With Black already involved, and set to play a small role, why not Mike White and Jared Hess? The trio's "Nacho Libre," while much more than a little goofy, was also charming and very funny. Though Black and White's production company (Black and White Productions, natch) has dissolved, they are apparently still buds, and Hess would be a great director for it. I guess we'll have to wait and see ...

"Chris" gets some respect

Though I have no conclusive proof that I had anything to do with this, it makes me so happy that I'm gonna go ahead and take credit anyway.

When the CW announced it was moving "Everybody Hates Chris," easily one of my favorite shows, to the graveyard slot of 7 p.m. Sundays, I was, well, a little pissed. Now, after only a week, they're wisely changing course.
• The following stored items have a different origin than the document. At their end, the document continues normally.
//! Middleware pipeline — composable before/after request handler logic.
//!
//! Each middleware wraps the next layer, enabling request inspection,
//! short-circuit responses, and response decoration without coupling handlers
//! to infrastructure concerns.
//!
//! ## Core types
//!
//! - [`Middleware`] — trait implemented by all middleware.
//! - [`Next`] — cursor into the remaining chain; call [`Next::run`] to advance.
//! - [`MiddlewareHandler`] — type-erased, cheaply-cloneable middleware function.
//! - [`from_middleware`] / [`terminal`] — adapters into [`MiddlewareHandler`].
//! - [`RequestLog`] — built-in request/response logger.

use std::{future::Future, pin::Pin, sync::Arc};
use tokio::time::Instant;

use crate::{Response, context::Context};

pub mod cors;

pub use cors::Cors;

/// A type-erased, reference-counted middleware function.
///
/// Every entry in the middleware stack is stored as a `MiddlewareHandler`;
/// the [`Arc`] makes handlers cheap to clone so [`Next`] can advance through
/// the chain without copying closures.
pub type MiddlewareHandler = Arc<
    dyn Fn(Context, Next) -> Pin<Box<dyn Future<Output = Response> + Send>> + Send + Sync + 'static,
>;

/// A cursor into the remaining middleware chain for a single request.
///
/// `Next` is consumed by [`run`](Self::run), so a middleware can forward a
/// request at most once. When the chain is exhausted without any layer
/// producing a response, a `500` fallback is returned.
pub struct Next {
    chain: Vec<MiddlewareHandler>,
    index: usize,
}

impl Next {
    /// Creates a `Next` positioned at the start of the given chain.
    pub fn new(chain: Vec<MiddlewareHandler>) -> Self {
        Self { chain, index: 0 }
    }

    /// Invokes the next middleware in the chain and returns its response.
    pub async fn run(mut self, ctx: Context) -> Response {
        if self.index < self.chain.len() {
            let handler = self.chain[self.index].clone();
            self.index += 1;
            handler(ctx, self).await
        } else {
            Response::new(crate::StatusCode::InternalServerError)
                .body("no response generated by middleware chain")
        }
    }
}

/// The trait implemented by all middleware.
///
/// Implementations may pass through (`next.run(ctx).await`), short-circuit
/// (return a [`Response`] without calling `next`), or decorate the downstream
/// response. They must be `Send + Sync` because the stack is shared across
/// tasks.
pub trait Middleware: Send + Sync {
    /// Handle the request and optionally delegate to the next middleware.
    fn handle(&self, ctx: Context, next: Next) -> Pin<Box<dyn Future<Output = Response> + Send>>;
}

/// Wraps a [`Middleware`] implementation as a [`MiddlewareHandler`].
pub fn from_middleware<M>(middleware: Arc<M>) -> MiddlewareHandler
where
    M: Middleware + 'static,
{
    Arc::new(move |ctx: Context, next: Next| middleware.handle(ctx, next))
}

/// Wraps a plain async handler as the innermost chain entry.
///
/// The terminal handler never calls `next`; it is where the router (or any
/// other endpoint) sits at the bottom of the stack.
pub fn terminal<F, Fut>(handler: F) -> MiddlewareHandler
where
    F: Fn(Context) -> Fut + Send + Sync + 'static,
    Fut: Future<Output = Response> + Send + 'static,
{
    let handler = Arc::new(handler);
    Arc::new(move |ctx: Context, _next: Next| {
        let handler = Arc::clone(&handler);
        Box::pin(async move { handler(ctx).await })
    })
}

/// Built-in middleware that logs each request's method, path, status, and
/// duration once the downstream handler completes. Never short-circuits.
pub struct RequestLog;

impl Middleware for RequestLog {
    fn handle(&self, ctx: Context, next: Next) -> Pin<Box<dyn Future<Output = Response> + Send>> {
        Box::pin(async move {
            let start = Instant::now();
            let method = ctx.request().method().as_str().to_string();
            let path = ctx.request().path().to_string();

            let response = next.run(ctx).await;

            tracing::info!(
                %method,
                %path,
                status = response.status().as_u16(),
                elapsed = ?start.elapsed(),
                "request"
            );

            response
        })
    }
}

#[cfg(test)]
mod tests {
    use super::*;
    use crate::{Request, StatusCode};

    fn make_ctx(raw: &[u8]) -> Context {
        Context::new(Request::parse(raw).unwrap().0)
    }

    #[tokio::test]
    async fn exhausted_chain_returns_500() {
        let next = Next::new(vec![]);
        let res = next
            .run(make_ctx(b"GET / HTTP/1.1\r\nHost: x\r\n\r\n"))
            .await;
        assert_eq!(res.status(), StatusCode::InternalServerError);
    }

    #[tokio::test]
    async fn terminal_handler_responds() {
        let chain = vec![terminal(|_ctx| async {
            Response::new(StatusCode::Ok).body("done")
        })];
        let res = Next::new(chain)
            .run(make_ctx(b"GET / HTTP/1.1\r\nHost: x\r\n\r\n"))
            .await;
        assert_eq!(res.body_ref(), b"done");
    }

    #[tokio::test]
    async fn logger_passes_response_through() {
        let chain = vec![
            from_middleware(Arc::new(RequestLog)),
            terminal(|_ctx| async { Response::new(StatusCode::Created) }),
        ];
        let res = Next::new(chain)
            .run(make_ctx(b"POST /api/entries HTTP/1.1\r\nHost: x\r\n\r\n"))
            .await;
        assert_eq!(res.status(), StatusCode::Created);
    }

    #[tokio::test]
    async fn middleware_can_short_circuit() {
        struct Deny;
        impl Middleware for Deny {
            fn handle(
                &self,
                _ctx: Context,
                _next: Next,
            ) -> Pin<Box<dyn Future<Output = Response> + Send>> {
                Box::pin(async { Response::new(StatusCode::MethodNotAllowed) })
            }
        }

        let chain = vec![
            from_middleware(Arc::new(Deny)),
            terminal(|_ctx| async { Response::new(StatusCode::Ok) }),
        ];
        let res = Next::new(chain)
            .run(make_ctx(b"GET / HTTP/1.1\r\nHost: x\r\n\r\n"))
            .await;
        assert_eq!(res.status(), StatusCode::MethodNotAllowed);
    }
}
Though it's still the lead-in to a string of silly shows I rather snarkily called "Ghetto Night," the move to Mondays at 8 p.m. is definitely a well-deserved correction. Next Monday, the season premiere will be rebroadcast, with new shows returning beginning Oct. 16.

Call this one a rare victory for good TV.

BET on the 'Wire'

The only things I really miss after dropping HBO a couple of years ago are "The Sopranos" and "The Wire." Now, BET is about to bring the latter to us common folk.

HBO is finalizing a deal with BET to make it the syndicated home of "The Wire." The pact is expected to give BET all five seasons of the show, which would amount to 62 episodes (it is currently in its fourth season on HBO, with one additional and final season on order). BET is looking to begin airing one episode per week in primetime as soon as the first quarter next year, with multiple runs for each installment.

Nothing can take the place of my beloved "Homicide," but this drama from its creator, former Baltimore Sun crime reporter David Simon, did a lot to fill the void. If you haven't seen it, do yourself a favor and catch up on DVD.

When Reginald Hudlin became BET's president for entertainment in July of 2005, he promised to turn the channel into more than a home for rap videos deemed too nasty for MTV. With this pending acquisition, it seems like he's finally starting to deliver on that promise.


jeremy said...

I don't know . . . the Hands on a Hard Body thing ran its course, in my mind. Plus, that ensemble piece w/ Glenn Close--which one was it? Chumscrubber maybe. Anyway, it was a subplot, but still it felt like it was rehashing well-worn territory. And now there's that show on E! where brides hold onto a dress until only one is standing.
Then again, I haven't really liked an Altman movie outside of Nashville.

Reel Fanatic said...

You may be right, Jeremy, but I still have a lot of respect for what Altman can do .. I recently managed to finally see Prairie Home Companion, and thought it was great

Divinity said...

Just started "The Wire" on DVD last night. My other major media blog read is Steven Rubio's and he's a rabid fan. Watched the first episode. Really well-written work. I think it may take some time to warm up to the characters.

Reel Fanatic said...

The beginning of "The Wire" is indeed hard to get into, Divinity, because they sort of drop you right in the middle of the Baltimore drug war ... I promise that if you stick with it, it becomes clearer as it goes on

marina said...

I never saw the documentary but the premise has room for a great and funny story. And dito on "Prairie Home Companion". For me, it was a pleasant surprise!

Jim Donahue said...

The problem is, BET will probably censor the hell out of "The Wire." They bleep the word "bitch" out of "Girlfriends" reruns, for pete's sake! (And please don't ask why I was watching "Girlfriends" reruns.)